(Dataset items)
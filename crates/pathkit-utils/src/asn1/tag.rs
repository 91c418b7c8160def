//! ASN.1 identifier octets.

use super::{tags, Tag, TagClass};
use pathkit_types::Asn1Error;
use std::fmt;

impl Tag {
    pub const BOOLEAN: Tag = Tag::universal(tags::BOOLEAN, false);
    pub const INTEGER: Tag = Tag::universal(tags::INTEGER, false);
    pub const BIT_STRING: Tag = Tag::universal(tags::BIT_STRING, false);
    pub const OCTET_STRING: Tag = Tag::universal(tags::OCTET_STRING, false);
    pub const NULL: Tag = Tag::universal(tags::NULL, false);
    pub const OID: Tag = Tag::universal(tags::OID, false);
    pub const ENUMERATED: Tag = Tag::universal(tags::ENUMERATED, false);
    pub const SEQUENCE: Tag = Tag::universal(tags::SEQUENCE, true);
    pub const SET: Tag = Tag::universal(tags::SET, true);
    pub const UTC_TIME: Tag = Tag::universal(tags::UTC_TIME, false);
    pub const GENERALIZED_TIME: Tag = Tag::universal(tags::GENERALIZED_TIME, false);
    pub const END_OF_CONTENTS: Tag = Tag::universal(tags::END_OF_CONTENTS, false);

    pub const fn universal(number: u32, constructed: bool) -> Self {
        Tag {
            class: TagClass::Universal,
            constructed,
            number,
        }
    }

    pub const fn context(number: u32, constructed: bool) -> Self {
        Tag {
            class: TagClass::ContextSpecific,
            constructed,
            number,
        }
    }

    pub const fn application(number: u32, constructed: bool) -> Self {
        Tag {
            class: TagClass::Application,
            constructed,
            number,
        }
    }

    /// Same class and number, constructed flag replaced.
    pub const fn with_constructed(self, constructed: bool) -> Self {
        Tag {
            class: self.class,
            constructed,
            number: self.number,
        }
    }

    /// Class and number match, ignoring the constructed flag.
    pub fn same_type(&self, other: &Tag) -> bool {
        self.class == other.class && self.number == other.number
    }

    /// Parse identifier octets from the start of `input`.
    /// Returns the tag and the number of bytes consumed.
    ///
    /// Offsets in errors are relative to `input`.
    pub fn from_bytes(input: &[u8]) -> Result<(Self, usize), Asn1Error> {
        let first = *input.first().ok_or(Asn1Error::TruncatedInput { offset: 0 })?;
        let class = match first >> 6 {
            0 => TagClass::Universal,
            1 => TagClass::Application,
            2 => TagClass::ContextSpecific,
            _ => TagClass::Private,
        };
        let constructed = (first & 0x20) != 0;

        let low_bits = first & 0x1F;
        if low_bits < 0x1F {
            return Ok((
                Tag {
                    class,
                    constructed,
                    number: low_bits as u32,
                },
                1,
            ));
        }

        // High-tag-number form: base-128, high bit marks continuation.
        let mut number: u32 = 0;
        let mut i = 1;
        loop {
            let byte = *input.get(i).ok_or_else(|| {
                Asn1Error::malformed(i, "tag number continuation does not terminate")
            })?;
            if i == 1 && byte == 0x80 {
                return Err(Asn1Error::malformed(i, "non-minimal tag number"));
            }
            if number > (u32::MAX >> 7) {
                return Err(Asn1Error::malformed(i, "tag number too large"));
            }
            number = (number << 7) | (byte & 0x7F) as u32;
            i += 1;
            if (byte & 0x80) == 0 {
                break;
            }
        }
        if number < 0x1F {
            return Err(Asn1Error::malformed(
                1,
                "high-tag-number form used for a tag below 31",
            ));
        }
        Ok((
            Tag {
                class,
                constructed,
                number,
            },
            i,
        ))
    }

    /// Append the identifier octets to `out`.
    pub fn write_to(&self, out: &mut Vec<u8>) {
        let class_bits = match self.class {
            TagClass::Universal => 0x00,
            TagClass::Application => 0x40,
            TagClass::ContextSpecific => 0x80,
            TagClass::Private => 0xC0,
        };
        let constructed_bit = if self.constructed { 0x20 } else { 0x00 };

        if self.number < 0x1F {
            out.push(class_bits | constructed_bit | (self.number as u8));
            return;
        }
        out.push(class_bits | constructed_bit | 0x1F);
        let mut groups = [0u8; 5];
        let mut n = 0;
        let mut num = self.number;
        while num > 0 {
            groups[n] = (num & 0x7F) as u8;
            num >>= 7;
            n += 1;
        }
        for i in (0..n).rev() {
            let cont = if i > 0 { 0x80 } else { 0x00 };
            out.push(groups[i] | cont);
        }
    }

    /// Encode this tag to bytes.
    pub fn to_bytes(&self) -> Vec<u8> {
        let mut out = Vec::with_capacity(2);
        self.write_to(&mut out);
        out
    }
}

impl fmt::Display for Tag {
    fn fmt(&self, f: &mut fmt::Formatter<'_>) -> fmt::Result {
        let form = if self.constructed { "c" } else { "p" };
        match self.class {
            TagClass::Universal => write!(f, "[UNIVERSAL {}]{form}", self.number),
            TagClass::Application => write!(f, "[APPLICATION {}]{form}", self.number),
            TagClass::ContextSpecific => write!(f, "[{}]{form}", self.number),
            TagClass::Private => write!(f, "[PRIVATE {}]{form}", self.number),
        }
    }
}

Task objective: The line with "pub const END_OF_CONTENTS: Tag" marks the end; reproduce exactly every line from the start of the entries up to it, that line included.

Completed task:
filename crates/pathkit-utils/src/asn1/tag.rs
repository 91c418b7c8160def
//! ASN.1 identifier octets.

use super::{tags, Tag, TagClass};
use pathkit_types::Asn1Error;
use std::fmt;

impl Tag {
    pub const BOOLEAN: Tag = Tag::universal(tags::BOOLEAN, false);
    pub const INTEGER: Tag = Tag::universal(tags::INTEGER, false);
    pub const BIT_STRING: Tag = Tag::universal(tags::BIT_STRING, false);
    pub const OCTET_STRING: Tag = Tag::universal(tags::OCTET_STRING, false);
    pub const NULL: Tag = Tag::universal(tags::NULL, false);
    pub const OID: Tag = Tag::universal(tags::OID, false);
    pub const ENUMERATED: Tag = Tag::universal(tags::ENUMERATED, false);
    pub const SEQUENCE: Tag = Tag::universal(tags::SEQUENCE, true);
    pub const SET: Tag = Tag::universal(tags::SET, true);
    pub const UTC_TIME: Tag = Tag::universal(tags::UTC_TIME, false);
    pub const GENERALIZED_TIME: Tag = Tag::universal(tags::GENERALIZED_TIME, false);
    pub const END_OF_CONTENTS: Tag = Tag::universal(tags::END_OF_CONTENTS, false);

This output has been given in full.